Segment Start: EXCERPTED RECORDS

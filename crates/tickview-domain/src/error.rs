use thiserror::Error;

/// Every failure the chart pipeline can surface.
///
/// Adapters attach file context to the message; callers at the CLI boundary
/// render it with `Display` and exit.
#[derive(Debug, Error)]
pub enum ChartDataError {
    #[error("data not found for ({date}, {symbol}, {what})")]
    DataNotFound {
        date: String,
        symbol: String,
        what: String,
    },

    #[error("I/O error on {path}: {source}")]
    Io {
        path: String,
        #[source]
        source: std::io::Error,
    },

    #[error("failed to parse {context}: {message}")]
    Parse { context: String, message: String },

    #[error("malformed tick at line {line}: {reason}")]
    MalformedTick { line: usize, reason: String },

    #[error("unsupported sampling period: {0}s (not in alignment table)")]
    UnsupportedPeriod(i64),

    #[error("invalid sampling period: {0}s (must be > 0 and at most one year)")]
    InvalidPeriod(i64),

    #[error("timestamp {at} shifted by {offset_seconds}s is outside the supported date range")]
    TimeOutOfRange {
        at: chrono::NaiveDateTime,
        offset_seconds: i64,
    },

    #[error("bar series {symbol} is not strictly increasing at index {index}")]
    NonIncreasing { symbol: String, index: usize },

    #[error("config error: {0}")]
    Config(String),

    #[error("validation failed: {0}")]
    Validation(String),
}

impl ChartDataError {
    pub fn not_found(date: &str, symbol: &str, what: impl Into<String>) -> Self {
        Self::DataNotFound {
            date: date.to_string(),
            symbol: symbol.to_string(),
            what: what.into(),
        }
    }

    pub fn parse(context: impl Into<String>, message: impl ToString) -> Self {
        Self::Parse {
            context: context.into(),
            message: message.to_string(),
        }
    }
}
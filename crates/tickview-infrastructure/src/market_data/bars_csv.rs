use super::timestamp::parse_timestamp;
use serde::Deserialize;
use std::fs::File;
use std::path::Path;
use tickview_domain::services::ohlcv::{canonicalize_bars, DataQualityReport};
use tickview_domain::value_objects::bar::{Bar, BarSeries};
use tickview_domain::value_objects::sampling_period::SamplingPeriod;
use tickview_domain::ChartDataError;

/// One row of a recorder bar file. Columns are matched by header name;
/// extra columns are ignored.
#[derive(Debug, Deserialize)]
pub struct BarRecord {
    pub time: String,
    pub open: f64,
    pub high: f64,
    pub low: f64,
    pub close: f64,
    /// Kept as text so large integer volumes are not rounded through `f64`.
    pub volume: String,
    #[serde(default)]
    pub vwap: Option<f64>,
}

pub fn load_bars_csv(
    path: &Path,
    symbol: &str,
    period: SamplingPeriod,
) -> Result<(BarSeries, DataQualityReport), ChartDataError> {
    let file = File::open(path).map_err(|source| ChartDataError::Io {
        path: path.display().to_string(),
        source,
    })?;
    let mut reader = csv::ReaderBuilder::new()
        .trim(csv::Trim::All)
        .from_reader(file);

    let mut rows = Vec::new();
    for (idx, result) in reader.deserialize::<BarRecord>().enumerate() {
        // Header is line 1.
        let line = idx + 2;
        let record = result.map_err(|err| row_error(path, line, err))?;
        rows.push(bar_from_record(record).map_err(|message| row_error(path, line, message))?);
    }

    let (bars, report) = canonicalize_bars(rows, period);
    let series = BarSeries::new(symbol, period, bars)?;
    Ok((series, report))
}

fn bar_from_record(record: BarRecord) -> Result<Bar, String> {
    let bucket_start = parse_timestamp(&record.time)?;
    for (name, value) in [
        ("open", record.open),
        ("high", record.high),
        ("low", record.low),
        ("close", record.close),
    ] {
        if !value.is_finite() {
            return Err(format!("{name} is not finite: {value}"));
        }
    }
    let volume = parse_volume(&record.volume)?;

    Ok(Bar {
        bucket_start,
        open: record.open,
        high: record.high,
        low: record.low,
        close: record.close,
        volume,
        vwap: record.vwap.filter(|value| value.is_finite()),
    })
}

/// Integer text first; integral floats such as `"100.0"` only below 2^53,
/// where `f64` is still exact.
fn parse_volume(raw: &str) -> Result<u64, String> {
    if let Ok(volume) = raw.parse::<u64>() {
        return Ok(volume);
    }
    const EXACT_LIMIT: f64 = 9_007_199_254_740_992.0;
    match raw.parse::<f64>() {
        Ok(value)
            if value.is_finite()
                && value >= 0.0
                && value.fract() == 0.0
                && value <= EXACT_LIMIT =>
        {
            Ok(value as u64)
        }
        _ => Err(format!("volume must be a non-negative integer, got {raw:?}")),
    }
}

fn row_error(path: &Path, line: usize, message: impl ToString) -> ChartDataError {
    ChartDataError::parse(format!("{} line {}", path.display(), line), message)
}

Segment End: EXCERPTED RECORDS

WHAT YOU NEED TO DO =>
All lines of the listing that contain the word "crates" should be copied out.

OUTPUT FOR THIS EXERCISE =>
filename crates/tickview-domain/src/error.rs
filename crates/tickview-infrastructure/src/market_data/bars_csv.rs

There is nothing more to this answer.